Ucraina, lacrime a Torino: “La mia famiglia è lì, bombardano tutto”

Le immagini dalla manifestazione di oggi a Torino a sostegno della popolazione ucraina. Il sindaco Lo Russo: "Pronti ad accogliere i profughi"

newsby Sara Iacomussi25 Febbraio 2022



Anche a Torino la cittadinanza scende in piazza per protestare contro la guerra in Ucraina. “Siamo ucraine e siamo contro la guerra – dicono due manifestanti -. Vogliamo fermare la pazzia del terrorista numero uno al mondo: Putin. Abbiamo ancora famiglia lì, ci arrivano notizie terribili, stanno bombardando tutto”. “Sono qui per supportare il mio popolo che sta combattendo una guerra ingiusta e violenta – commenta una ragazza -. Sono molto preoccupata per la mia famiglia. Mia madre è lì per aiutare altri parenti e non vuole tornare in Italia, anche se gliel’ho chiesto. Ha deciso di no, non se la sente di abbandonare tutti”.

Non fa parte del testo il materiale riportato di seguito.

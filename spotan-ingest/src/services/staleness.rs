//! Cache entry freshness

use chrono::{DateTime, Duration, Utc};

pub use spotan_common::config::DEFAULT_STALE_AFTER_DAYS;

/// Decides whether a cached entity must be refetched.
///
/// One TTL applies to every entity type.
#[derive(Debug, Clone, Copy, PartialEq, Eq)]
pub struct StalenessPolicy {
    ttl: Duration,
}

impl StalenessPolicy {
    pub fn new(ttl: Duration) -> Self {
        Self { ttl }
    }

    pub fn from_days(days: u32) -> Self {
        Self::new(Duration::days(i64::from(days)))
    }

    pub fn ttl(&self) -> Duration {
        self.ttl
    }

    /// True once `now - last_refreshed >= ttl` (the boundary is stale)
    pub fn is_stale(&self, last_refreshed: DateTime<Utc>) -> bool {
        self.is_stale_at(last_refreshed, spotan_common::time::now())
    }

    pub fn is_stale_at(&self, last_refreshed: DateTime<Utc>, now: DateTime<Utc>) -> bool {
        now.signed_duration_since(last_refreshed) >= self.ttl
    }
}

impl Default for StalenessPolicy {
    fn default() -> Self {
        Self::from_days(DEFAULT_STALE_AFTER_DAYS)
    }
}
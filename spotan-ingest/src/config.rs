//! Spotify credential resolution
//!
//! **Priority:** ENV → TOML. Id and secret are resolved independently.

use spotan_common::config::TomlConfig;
use spotan_common::{Error, Result};
use tracing::{info, warn};

pub const CLIENT_ID_ENV: &str = "SPOTAN_SPOTIFY_CLIENT_ID";
pub const CLIENT_SECRET_ENV: &str = "SPOTAN_SPOTIFY_CLIENT_SECRET";

/// Client-credentials pair for the Spotify Web API
#[derive(Clone)]
pub struct SpotifyCredentials {
    pub client_id: String,
    pub client_secret: String,
}

impl std::fmt::Debug for SpotifyCredentials {
    fn fmt(&self, f: &mut std::fmt::Formatter<'_>) -> std::fmt::Result {
        f.debug_struct("SpotifyCredentials")
            .field("client_id", &self.client_id)
            .field("client_secret", &"<redacted>")
            .finish()
    }
}

/// Non-empty, non-whitespace
pub fn is_valid_value(value: &str) -> bool {
    !value.trim().is_empty()
}

fn resolve_value(name: &str, env_var: &str, toml_value: Option<&String>) -> Result<String> {
    let env_value = std::env::var(env_var).ok().filter(|v| is_valid_value(v));
    let toml_value = toml_value.filter(|v| is_valid_value(v));

    if env_value.is_some() && toml_value.is_some() {
        warn!(
            "Spotify {} found in both environment and TOML config. Using environment.",
            name
        );
    }

    if let Some(value) = env_value {
        info!("Spotify {} loaded from environment variable", name);
        return Ok(value.trim().to_string());
    }

    if let Some(value) = toml_value {
        info!("Spotify {} loaded from TOML config", name);
        return Ok(value.trim().to_string());
    }

    Err(Error::Config(format!(
        "Spotify {} not configured. Set {} or [spotify] {} in the config file.",
        name,
        env_var,
        name.replace(' ', "_")
    )))
}

pub fn resolve_spotify_credentials(toml_config: &TomlConfig) -> Result<SpotifyCredentials> {
    let client_id = resolve_value(
        "client id",
        CLIENT_ID_ENV,
        toml_config.spotify.client_id.as_ref(),
    )?;
    let client_secret = resolve_value(
        "client secret",
        CLIENT_SECRET_ENV,
        toml_config.spotify.client_secret.as_ref(),
    )?;

    Ok(SpotifyCredentials {
        client_id,
        client_secret,
    })
}

#[cfg(test)]
mod tests {
    use super::*;
    use serial_test::serial;

    fn toml_with(id: Option<&str>, secret: Option<&str>) -> TomlConfig {
        let mut config = TomlConfig::default();
        config.spotify.client_id = id.map(str::to_string);
        config.spotify.client_secret = secret.map(str::to_string);
        config
    }

    fn clear_env() {
        std::env::remove_var(CLIENT_ID_ENV);
        std::env::remove_var(CLIENT_SECRET_ENV);
    }

    #[test]
    #[serial]
    fn test_env_wins_over_toml() {
        clear_env();
        std::env::set_var(CLIENT_ID_ENV, "env-id");
        let creds = resolve_spotify_credentials(&toml_with(Some("toml-id"), Some("toml-secret")));
        clear_env();

        let creds = creds.expect("resolved");
        assert_eq!(creds.client_id, "env-id");
        assert_eq!(creds.client_secret, "toml-secret");
    }

    #[test]
    #[serial]
    fn test_blank_values_are_ignored() {
        clear_env();
        std::env::set_var(CLIENT_ID_ENV, "   ");
        let result = resolve_spotify_credentials(&toml_with(Some(""), Some("secret")));
        clear_env();

        assert!(matches!(result, Err(Error::Config(_))));
    }

    #[test]
    #[serial]
    fn test_missing_secret_is_config_error() {
        clear_env();
        let err = resolve_spotify_credentials(&toml_with(Some("id"), None)).unwrap_err();
        assert!(err.to_string().contains(CLIENT_SECRET_ENV));
    }

    #[test]
    fn test_debug_hides_secret() {
        let creds = SpotifyCredentials {
            client_id: "id".to_string(),
            client_secret: "hunter2".to_string(),
        };
        assert!(!format!("{:?}", creds).contains("hunter2"));
    }
}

Il console in Piemonte: “Ci chiedono farmaci e asilo politico, attiviamoci”


Alla manifestazione di solidarietà con il popolo di Kiev era presente anche Dario Arrigotti, console dell’Ucraina in Piemonte. “È un messaggio emergenziale, il nostro consolato da ieri mattina è letteralmente inondato di richieste d’aiuto di tutto i tipi, soprattutto assistenza sanitaria perché non hanno più farmaci e aiuti per i cittadini che vogliono l’asilo politico e venire in Italia. Ho sensibilizzato la Prefettura e chiesto la creazione di un tavolo. Servono convogli umanitari – chiosa -. Non hanno più soldi, sono con le valige e cercano un modo per fuggire dalle bombe. Il presidente ucraino ha chiesto alla Nato di dichiarare i cieli no fly zone, per impedire ai velivoli della Russia di mitragliare i punti strategici, non so se è una proposta che la Nato può accogliere”.

Ucraina, il sindaco Lo Russo: “Città disponibile ad accogliere profughi”


In mattinata, il sindaco del capoluogo piemontese, Stefano Lo Russo, ha dichiarato: “Ci rendiamo immediatamente disponibili. È un momento delicato per l’Unione europea e la città farà tutto quello che potrà per agevolare l’eventuale arrivo di profughi dall’Ucraina. Dipende dall’evoluzione dei prossimi giorni, al momento non ci sono richieste specifiche. Le sanzioni colpiranno la Russia e le nostre imprese. Però è un momento dove l’Occidente deve dare prova di compattezza.